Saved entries
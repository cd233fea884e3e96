#![allow(dead_code)]

use std::any::Any;
use std::collections::HashMap;
use std::path::Path;
use std::sync::atomic::{AtomicUsize, Ordering};
use std::sync::Arc;

use parking_lot::Mutex;

use jvmti_classbytes::bootstrap::{AgentRuntime, AttachCommand, AttachProvider};
use jvmti_classbytes::class::{ClassBytes, ClassKind, ClassLoader, ClassRef, JavaClass};
use jvmti_classbytes::collector::ByteCollector;
use jvmti_classbytes::error::{Error, Result};
use jvmti_classbytes::instrument::{ClassFileTransformer, Instrumentation};
use jvmti_classbytes::names;

pub struct CpBuilder {
    entries: Vec<Vec<u8>>,
    slots: u16,
}

impl CpBuilder {
    pub fn new() -> Self {
        Self { entries: Vec::new(), slots: 0 }
    }

    fn push(&mut self, entry: Vec<u8>, width: u16) -> u16 {
        self.entries.push(entry);
        let index = self.slots + 1;
        self.slots += width;
        index
    }

    pub fn utf8(&mut self, s: &str) -> u16 {
        let mut entry = vec![1];
        entry.extend_from_slice(&(s.len() as u16).to_be_bytes());
        entry.extend_from_slice(s.as_bytes());
        self.push(entry, 1)
    }

    pub fn class(&mut self, name_index: u16) -> u16 {
        let mut entry = vec![7];
        entry.extend_from_slice(&name_index.to_be_bytes());
        self.push(entry, 1)
    }

    pub fn class_named(&mut self, internal: &str) -> u16 {
        let name = self.utf8(internal);
        self.class(name)
    }

    pub fn integer(&mut self, value: i32) -> u16 {
        let mut entry = vec![3];
        entry.extend_from_slice(&value.to_be_bytes());
        self.push(entry, 1)
    }

    pub fn long(&mut self, value: i64) -> u16 {
        let mut entry = vec![5];
        entry.extend_from_slice(&value.to_be_bytes());
        self.push(entry, 2)
    }

    pub fn string(&mut self, utf8_index: u16) -> u16 {
        let mut entry = vec![8];
        entry.extend_from_slice(&utf8_index.to_be_bytes());
        self.push(entry, 1)
    }

    pub fn name_and_type(&mut self, name_index: u16, descriptor_index: u16) -> u16 {
        let mut entry = vec![12];
        entry.extend_from_slice(&name_index.to_be_bytes());
        entry.extend_from_slice(&descriptor_index.to_be_bytes());
        self.push(entry, 1)
    }

    pub fn methodref(&mut self, class_index: u16, name_and_type_index: u16) -> u16 {
        let mut entry = vec![10];
        entry.extend_from_slice(&class_index.to_be_bytes());
        entry.extend_from_slice(&name_and_type_index.to_be_bytes());
        self.push(entry, 1)
    }

    pub fn method_handle(&mut self, kind: u8, reference_index: u16) -> u16 {
        let mut entry = vec![15, kind];
        entry.extend_from_slice(&reference_index.to_be_bytes());
        self.push(entry, 1)
    }

    /// `constant_pool_count` followed by the entries.
    pub fn encode(&self, out: &mut Vec<u8>) {
        u2(out, self.slots + 1);
        for entry in &self.entries {
            out.extend_from_slice(entry);
        }
    }
}

pub fn u2(out: &mut Vec<u8>, v: u16) {
    out.extend_from_slice(&v.to_be_bytes());
}

pub fn u4(out: &mut Vec<u8>, v: u32) {
    out.extend_from_slice(&v.to_be_bytes());
}

/// A class file with the given pool, `this_class`, no super class and no members.
pub fn assemble(cp: &CpBuilder, this_class: u16) -> Vec<u8> {
    let mut out = Vec::new();
    u4(&mut out, 0xCAFEBABE);
    u2(&mut out, 0);
    u2(&mut out, 52);
    cp.encode(&mut out);
    u2(&mut out, 0x0021);
    u2(&mut out, this_class);
    u2(&mut out, 0); // super_class
    u2(&mut out, 0); // interfaces
    u2(&mut out, 0); // fields
    u2(&mut out, 0); // methods
    u2(&mut out, 0); // attributes
    out
}

/// A class named `name` whose pool also references `references`.
pub fn class_file(name: &str, references: &[&str]) -> Vec<u8> {
    let mut cp = CpBuilder::new();
    let this = cp.class_named(&names::to_internal_name(name));
    for reference in references {
        cp.class_named(&names::to_internal_name(reference));
    }
    assemble(&cp, this)
}

/// Writes one `.class` file per name under `root`, each referencing `refs[name]`.
pub fn write_classes(root: &Path, classes: &[(&str, &[&str])]) {
    for (name, refs) in classes {
        ClassBytes::from(class_file(name, refs))
            .write_to(root.join(names::resource_path(name)))
            .unwrap();
    }
}

/// A class with no loader and no members.
#[derive(Debug)]
pub struct FakeClass {
    name: String,
    kind: ClassKind,
}

impl FakeClass {
    pub fn new(name: &str, kind: ClassKind) -> ClassRef {
        ClassRef::new(FakeClass {
            name: name.to_string(),
            kind,
        })
    }

    pub fn top_level(name: &str) -> ClassRef {
        Self::new(name, ClassKind::TopLevel)
    }
}

impl JavaClass for FakeClass {
    fn name(&self) -> &str {
        &self.name
    }

    fn kind(&self) -> ClassKind {
        self.kind
    }

    fn loader(&self) -> Option<Arc<dyn ClassLoader>> {
        None
    }

    fn declared_classes(&self) -> Result<Vec<ClassRef>> {
        Ok(Vec::new())
    }

    fn as_any(&self) -> &dyn Any {
        self
    }
}

/// A collector with a fixed answer that counts how often it was asked.
pub struct CountingCollector {
    pub name: &'static str,
    pub priority: i32,
    pub enabled: bool,
    pub answer: Option<Vec<u8>>,
    pub fail: bool,
    pub calls: AtomicUsize,
}

impl CountingCollector {
    pub fn new(name: &'static str, priority: i32, answer: Option<Vec<u8>>) -> Arc<Self> {
        Arc::new(Self {
            name,
            priority,
            enabled: true,
            answer,
            fail: false,
            calls: AtomicUsize::new(0),
        })
    }

    pub fn failing(name: &'static str, priority: i32) -> Arc<Self> {
        Arc::new(Self {
            name,
            priority,
            enabled: true,
            answer: None,
            fail: true,
            calls: AtomicUsize::new(0),
        })
    }

    pub fn disabled(name: &'static str, priority: i32, answer: Option<Vec<u8>>) -> Arc<Self> {
        Arc::new(Self {
            name,
            priority,
            enabled: false,
            answer,
            fail: false,
            calls: AtomicUsize::new(0),
        })
    }

    pub fn calls(&self) -> usize {
        self.calls.load(Ordering::SeqCst)
    }
}

impl ByteCollector for CountingCollector {
    fn name(&self) -> &'static str {
        self.name
    }

    fn priority(&self) -> i32 {
        self.priority
    }

    fn is_enabled(&self) -> bool {
        self.enabled
    }

    fn try_get_bytes(&self, class: &ClassRef) -> Result<Option<ClassBytes>> {
        self.calls.fetch_add(1, Ordering::SeqCst);
        if self.fail {
            return Err(Error::ResourceReadFailure {
                resource: names::resource_path(class.name()),
                source: std::io::Error::new(std::io::ErrorKind::Other, "disk on fire"),
            });
        }
        Ok(self.answer.clone().map(ClassBytes::from))
    }
}

/// In-memory instrumentation that runs its transformers synchronously on
/// `retransform_classes`, the way the JVM does on the calling thread.
pub struct FakeInstrumentation {
    transformers: Mutex<Vec<(Arc<dyn ClassFileTransformer>, bool)>>,
    bytes: Mutex<HashMap<String, Vec<u8>>>,
    pub retransforms: AtomicUsize,
    pub retransform_supported: bool,
    pub modifiable: bool,
}

impl FakeInstrumentation {
    pub fn new() -> Arc<Self> {
        Self::with(true, true)
    }

    pub fn with(retransform_supported: bool, modifiable: bool) -> Arc<Self> {
        Arc::new(Self {
            transformers: Mutex::new(Vec::new()),
            bytes: Mutex::new(HashMap::new()),
            retransforms: AtomicUsize::new(0),
            retransform_supported,
            modifiable,
        })
    }

    /// Makes `name` a loaded class with the given bytes.
    pub fn define(&self, name: &str, bytes: Vec<u8>) {
        self.bytes.lock().insert(name.to_string(), bytes);
    }

    pub fn current_bytes(&self, name: &str) -> Option<Vec<u8>> {
        self.bytes.lock().get(name).cloned()
    }

    pub fn transformer_count(&self) -> usize {
        self.transformers.lock().len()
    }

    pub fn retransform_count(&self) -> usize {
        self.retransforms.load(Ordering::SeqCst)
    }
}

impl Instrumentation for FakeInstrumentation {
    fn add_transformer(&self, transformer: Arc<dyn ClassFileTransformer>, can_retransform: bool) {
        self.transformers.lock().push((transformer, can_retransform));
    }

    fn remove_transformer(&self, transformer: &Arc<dyn ClassFileTransformer>) -> bool {
        let mut list = self.transformers.lock();
        let target = Arc::as_ptr(transformer) as *const ();
        match list.iter().position(|(t, _)| Arc::as_ptr(t) as *const () == target) {
            Some(pos) => {
                list.remove(pos);
                true
            }
            None => false,
        }
    }

    fn retransform_classes(&self, classes: &[ClassRef]) -> Result<()> {
        self.retransforms.fetch_add(1, Ordering::SeqCst);
        let transformers = self.transformers.lock().clone();
        for class in classes {
            let Some(mut current) = self.current_bytes(class.name()) else {
                continue;
            };
            let internal = class.internal_name();
            for (transformer, can_retransform) in &transformers {
                if !can_retransform {
                    continue;
                }
                if let Some(out) = transformer.transform(None, Some(&internal), Some(class), &current) {
                    current = out;
                }
            }
            self.define(class.name(), current);
        }
        Ok(())
    }

    fn redefine_class(&self, class: &ClassRef, bytes: &[u8]) -> Result<()> {
        self.define(class.name(), bytes.to_vec());
        Ok(())
    }

    fn is_modifiable_class(&self, _class: &ClassRef) -> Result<bool> {
        Ok(self.modifiable)
    }

    fn is_retransform_classes_supported(&self) -> bool {
        self.retransform_supported
    }

    fn is_redefine_classes_supported(&self) -> bool {
        true
    }

    fn all_loaded_classes(&self) -> Result<Vec<ClassRef>> {
        Ok(self.bytes.lock().keys().map(|name| FakeClass::top_level(name)).collect())
    }
}

/// What an attach saw: the command and the jar entries present at that moment.
#[derive(Debug, Clone)]
pub struct AttachRecord {
    pub pid: u32,
    pub command: AttachCommand,
    pub jar_entries: Vec<String>,
    pub manifest: String,
}

/// Where an attached agent leaves the capability it was started with, the
/// way `bootstrap::hand_off` does for a real VM.
pub type Delivery = Arc<Mutex<Option<Arc<dyn Instrumentation>>>>;

#[derive(Default)]
pub struct RecordingAttach {
    pub records: Mutex<Vec<AttachRecord>>,
    pub fail: bool,
    pub delivers: Option<(Delivery, Arc<dyn Instrumentation>)>,
}

impl RecordingAttach {
    pub fn failing() -> Self {
        Self {
            fail: true,
            ..Self::default()
        }
    }

    /// Succeeds and hands `inst` over through `slot`, as a loaded agent would.
    pub fn delivering(slot: Delivery, inst: Arc<dyn Instrumentation>) -> Self {
        Self {
            delivers: Some((slot, inst)),
            ..Self::default()
        }
    }

    pub fn count(&self) -> usize {
        self.records.lock().len()
    }
}

impl AttachProvider for RecordingAttach {
    fn attach(&self, pid: u32, command: &AttachCommand) -> Result<()> {
        let (jar_entries, manifest) = match command {
            AttachCommand::JavaAgent { jar, .. } => read_jar(jar),
            AttachCommand::NativeAgent { .. } => (Vec::new(), String::new()),
        };
        self.records.lock().push(AttachRecord {
            pid,
            command: command.clone(),
            jar_entries,
            manifest,
        });
        if self.fail {
            return Err(Error::AttachFailure("status 100: agent refused".into()));
        }
        if let Some((slot, inst)) = &self.delivers {
            *slot.lock() = Some(inst.clone());
        }
        Ok(())
    }
}

/// Entry names in order, plus the manifest text.
pub fn read_jar(path: &Path) -> (Vec<String>, String) {
    use std::io::Read;

    let mut archive = zip::ZipArchive::new(std::fs::File::open(path).unwrap()).unwrap();
    let names = (0..archive.len())
        .map(|i| archive.by_index(i).unwrap().name().to_string())
        .collect();
    let mut manifest = String::new();
    archive
        .by_name("META-INF/MANIFEST.MF")
        .unwrap()
        .read_to_string(&mut manifest)
        .unwrap();
    (names, manifest)
}

pub struct FakeRuntime {
    pub loader: Arc<dyn ClassLoader>,
    /// What the runtime offers without any agent.
    pub instrumentation: Arc<dyn Instrumentation>,
    pub delivered: Delivery,
}

impl AgentRuntime for FakeRuntime {
    fn boot_loader(&self) -> Arc<dyn ClassLoader> {
        self.loader.clone()
    }

    fn system_loader(&self) -> Result<Arc<dyn ClassLoader>> {
        Ok(self.loader.clone())
    }

    fn instrumentation(&self) -> Result<Arc<dyn Instrumentation>> {
        Ok(self.instrumentation.clone())
    }

    fn delivered_instrumentation(&self) -> Result<Option<Arc<dyn Instrumentation>>> {
        Ok(self.delivered.lock().clone())
    }
}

*Work to be completed*. Could you please copy the lines above exactly, beginning at the first and ending at the line that contains "use parking_lot::Mutex;"?

*Solution to this problem*.
repository cd233fea884e3e96
#![allow(dead_code)]

use std::any::Any;
use std::collections::HashMap;
use std::path::Path;
use std::sync::atomic::{AtomicUsize, Ordering};
use std::sync::Arc;

use parking_lot::Mutex;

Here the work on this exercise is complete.